● **TASK OBJECTIVE**
Report every line from the following entries that contains the string "maps".

● **MATERIAL FOR THIS EXERCISE**
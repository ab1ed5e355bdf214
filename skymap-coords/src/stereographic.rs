//! Stereographic projection of horizontal coordinates onto the plane.
//!
//! The projection is centered on an arbitrary point of the sphere and maps
//! circles on the sphere to circles (or lines) in the plane, which is why the
//! parallel and meridian helpers below return plane circles. Distances are
//! not preserved, only angles.

use crate::cartesian::CartesianCoordinates;
use crate::errors::CoordResult;
use crate::frames::HorizontalCoordinates;

/// Stereographic projection centered on a fixed horizontal position.
#[derive(Debug, Clone, Copy)]
pub struct StereographicProjection {
    center: HorizontalCoordinates,
    sin_center_alt: f64,
    cos_center_alt: f64,
}

impl StereographicProjection {
    /// Builds the projection centered on `center`.
    pub fn new(center: HorizontalCoordinates) -> Self {
        let (sin_center_alt, cos_center_alt) = center.alt().sin_cos();
        Self {
            center,
            sin_center_alt,
            cos_center_alt,
        }
    }

    /// The center of the projection.
    pub fn center(&self) -> &HorizontalCoordinates {
        &self.center
    }

    /// Projects `hor` onto the plane.
    pub fn project(&self, hor: &HorizontalCoordinates) -> CartesianCoordinates {
        let delta_az = hor.az() - self.center.az();
        let (sin_alt, cos_alt) = hor.alt().sin_cos();
        let (sin_delta_az, cos_delta_az) = delta_az.sin_cos();

        let d = 1.0
            / (1.0
                + sin_alt * self.sin_center_alt
                + cos_alt * self.cos_center_alt * cos_delta_az);

        CartesianCoordinates::new(
            d * cos_alt * sin_delta_az,
            d * (sin_alt * self.cos_center_alt - cos_alt * self.sin_center_alt * cos_delta_az),
        )
    }

    /// Inverse of [`project`](Self::project): maps a plane point back to the
    /// horizontal position that projects onto it. The origin maps to the
    /// projection center.
    pub fn inverse_project(&self, point: &CartesianCoordinates) -> CoordResult<HorizontalCoordinates> {
        if point.x() == 0.0 && point.y() == 0.0 {
            return HorizontalCoordinates::new(self.center.az(), self.center.alt());
        }

        let rho_squared = point.x() * point.x() + point.y() * point.y();
        let rho = rho_squared.sqrt();
        let sin_c = 2.0 * rho / (rho_squared + 1.0);
        let cos_c = (1.0 - rho_squared) / (rho_squared + 1.0);

        let az = f64::atan2(
            point.x() * sin_c,
            rho * self.cos_center_alt * cos_c - point.y() * self.sin_center_alt * sin_c,
        ) + self.center.az();
        let alt =
            skymap_core::math::asin_safe(cos_c * self.sin_center_alt + point.y() * sin_c * self.cos_center_alt / rho);

        HorizontalCoordinates::new(skymap_core::angle::normalize_positive(az), alt)
    }

    /// Projected diameter of a sphere of apparent angular size `rad`,
    /// centered on the projection center.
    pub fn project_angular_size(&self, rad: f64) -> f64 {
        2.0 * (rad / 4.0).tan()
    }

    /// Center of the projection of the parallel through altitude `alt` of
    /// `hor`. The center always lies on the y axis.
    pub fn parallel_circle_center(&self, hor: &HorizontalCoordinates) -> CartesianCoordinates {
        CartesianCoordinates::new(
            0.0,
            self.cos_center_alt / (hor.alt().sin() + self.sin_center_alt),
        )
    }

    /// Radius of the projection of the parallel through the altitude of
    /// `hor`. Infinite when the parallel projects to a line.
    pub fn parallel_circle_radius(&self, hor: &HorizontalCoordinates) -> f64 {
        hor.alt().cos() / (hor.alt().sin() + self.sin_center_alt)
    }

    /// Center of the projection of the meridian through the azimuth of
    /// `hor`.
    pub fn meridian_circle_center(&self, hor: &HorizontalCoordinates) -> CartesianCoordinates {
        let delta_az = hor.az() - self.center.az();
        CartesianCoordinates::new(
            -1.0 / (self.cos_center_alt * delta_az.tan()),
            -self.center.alt().tan(),
        )
    }

    /// Radius of the projection of the meridian through the azimuth of
    /// `hor`. Infinite when the meridian projects to a line.
    pub fn meridian_circle_radius(&self, hor: &HorizontalCoordinates) -> f64 {
        let delta_az = hor.az() - self.center.az();
        1.0 / (self.cos_center_alt * delta_az.sin())
    }
}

● **EXPECTED ANSWER**
//! The projection is centered on an arbitrary point of the sphere and maps
    /// Inverse of [`project`](Self::project): maps a plane point back to the
    /// horizontal position that projects onto it. The origin maps to the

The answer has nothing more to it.